What did the little girl get for christmas? her first period

There are 2 muffins sitting in an oven. Neither of the muffins say anything because muffins can't talk.

What do you call a black person in a pool? A black person swimming.

arse

A rebellious teenage boy throws a dozen eggs on the street, now he has no eggs.

Why couldn't santa eat cookies and milk at little Jimmy's house? He has diabetes and is unable to stray from a strict diet prescribed by his local doctor.

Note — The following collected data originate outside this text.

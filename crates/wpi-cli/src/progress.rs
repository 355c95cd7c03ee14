//! Progress reporting wrapper over a place store.

use indicatif::ProgressBar;

use wpi_model::{ExistingPlace, PlaceRecord};
use wpi_store::{InsertAck, PlaceStore, Result};

/// Store decorator that advances a progress bar once per attempted batch,
/// whether or not the write succeeded. Snapshot reads pass through
/// untouched.
pub struct ProgressStore<'a> {
    inner: &'a dyn PlaceStore,
    bar: ProgressBar,
}

impl<'a> ProgressStore<'a> {
    #[must_use]
    pub fn new(inner: &'a dyn PlaceStore, bar: ProgressBar) -> Self {
        Self { inner, bar }
    }
}

impl PlaceStore for ProgressStore<'_> {
    fn fetch_existing_for_dedup(&self) -> Result<Vec<ExistingPlace>> {
        self.inner.fetch_existing_for_dedup()
    }

    fn insert_batch(&self, records: &[PlaceRecord]) -> Result<InsertAck> {
        let ack = self.inner.insert_batch(records);
        self.bar.inc(1);
        ack
    }
}
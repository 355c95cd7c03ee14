use serde::{Deserialize, Serialize};
use std::fmt;

/// Price tier of a place, displayed as dollar signs.
#[derive(
    Debug, Clone, Copy, Default, PartialEq, Eq, Hash, PartialOrd, Ord, Serialize, Deserialize,
)]
pub enum PriceTier {
    #[serde(rename = "$")]
    Low,
    #[default]
    #[serde(rename = "$$")]
    Mid,
    #[serde(rename = "$$$")]
    High,
}

impl PriceTier {
    /// Strict parse of the recognized spellings. The fallback for anything
    /// else belongs to the transformer, not here.
    #[must_use]
    pub fn parse(raw: &str) -> Option<Self> {
        match raw.trim() {
            "1" | "$" => Some(PriceTier::Low),
            "2" | "$$" => Some(PriceTier::Mid),
            "3" | "$$$" => Some(PriceTier::High),
            _ => None,
        }
    }

    #[must_use]
    pub fn as_str(&self) -> &'static str {
        match self {
            PriceTier::Low => "$",
            PriceTier::Mid => "$$",
            PriceTier::High => "$$$",
        }
    }
}

impl fmt::Display for PriceTier {
    fn fmt(&self, f: &mut fmt::Formatter<'_>) -> fmt::Result {
        write!(f, "{}", self.as_str())
    }
}

/// A coerced cell value. A key absent from the mapped data is the null
/// produced by coercion; a present value is always well-typed.
///
/// Variant order matters: untagged deserialization tries `Price` before
/// `Text` so dollar-sign strings keep their tier type on round-trip.
#[derive(Debug, Clone, PartialEq, Serialize, Deserialize)]
#[serde(untagged)]
pub enum FieldValue {
    Number(f64),
    Boolean(bool),
    List(Vec<String>),
    Price(PriceTier),
    Text(String),
}

impl FieldValue {
    #[must_use]
    pub fn as_text(&self) -> Option<&str> {
        match self {
            FieldValue::Text(s) => Some(s.as_str()),
            _ => None,
        }
    }

    #[must_use]
    pub fn as_number(&self) -> Option<f64> {
        match self {
            FieldValue::Number(n) => Some(*n),
            _ => None,
        }
    }

    #[must_use]
    pub fn as_bool(&self) -> Option<bool> {
        match self {
            FieldValue::Boolean(b) => Some(*b),
            _ => None,
        }
    }

    #[must_use]
    pub fn as_list(&self) -> Option<&[String]> {
        match self {
            FieldValue::List(items) => Some(items.as_slice()),
            _ => None,
        }
    }
}

impl fmt::Display for FieldValue {
    fn fmt(&self, f: &mut fmt::Formatter<'_>) -> fmt::Result {
        match self {
            FieldValue::Number(n) => write!(f, "{n}"),
            FieldValue::Boolean(b) => write!(f, "{b}"),
            FieldValue::List(items) => write!(f, "{}", items.join(", ")),
            FieldValue::Price(tier) => write!(f, "{tier}"),
            FieldValue::Text(s) => write!(f, "{s}"),
        }
    }
}
use thiserror::Error;

#[derive(Debug, Error)]
pub enum ModelError {
    #[error("unknown target field: {0}")]
    UnknownField(String),
}

pub type Result<T> = std::result::Result<T, ModelError>;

That awkward moment when you thought this joke was going to be good but you thought wrong. Keep looking for good jokes.

Why did Little Jimmy never make it in the NBA? Because he died at age 6.

This is a haiku The second line is longest Hippopotamus.

roses are red violets are blue i have aids and now so do you.

When is a door not a door? When it is a cup.

Elmer: "Wabbit Season" Buggs: "Duck Season" Elmer: "Wabbit Season" Buggs: "Duck Season" Elmer: "Wabbit Season" Buggs: "Wabbit Season" Elmer: Bang

How do you get a guitar player to play softer? Ask them politely to turn down their volume.

Why was the school teacher crying? Because after 12 minutes of watching each one of your students be crushed to death by an 18 wheeler, anyone would cry.

Yo momma is so dumb she... oh god, i'm so sorry, she was driving and she just looked down at her cellphone and there was a red light and all the cars were coming she didn't even stop oh god i'm so sorry.

Q.)What did the man say to the toilet A.) Hi Jon

Yo' mama's so fat, she has difficulty finding clothes that fit

What do a bicycle and a platypus have in common? They both have wheels, except the platypus doesn't.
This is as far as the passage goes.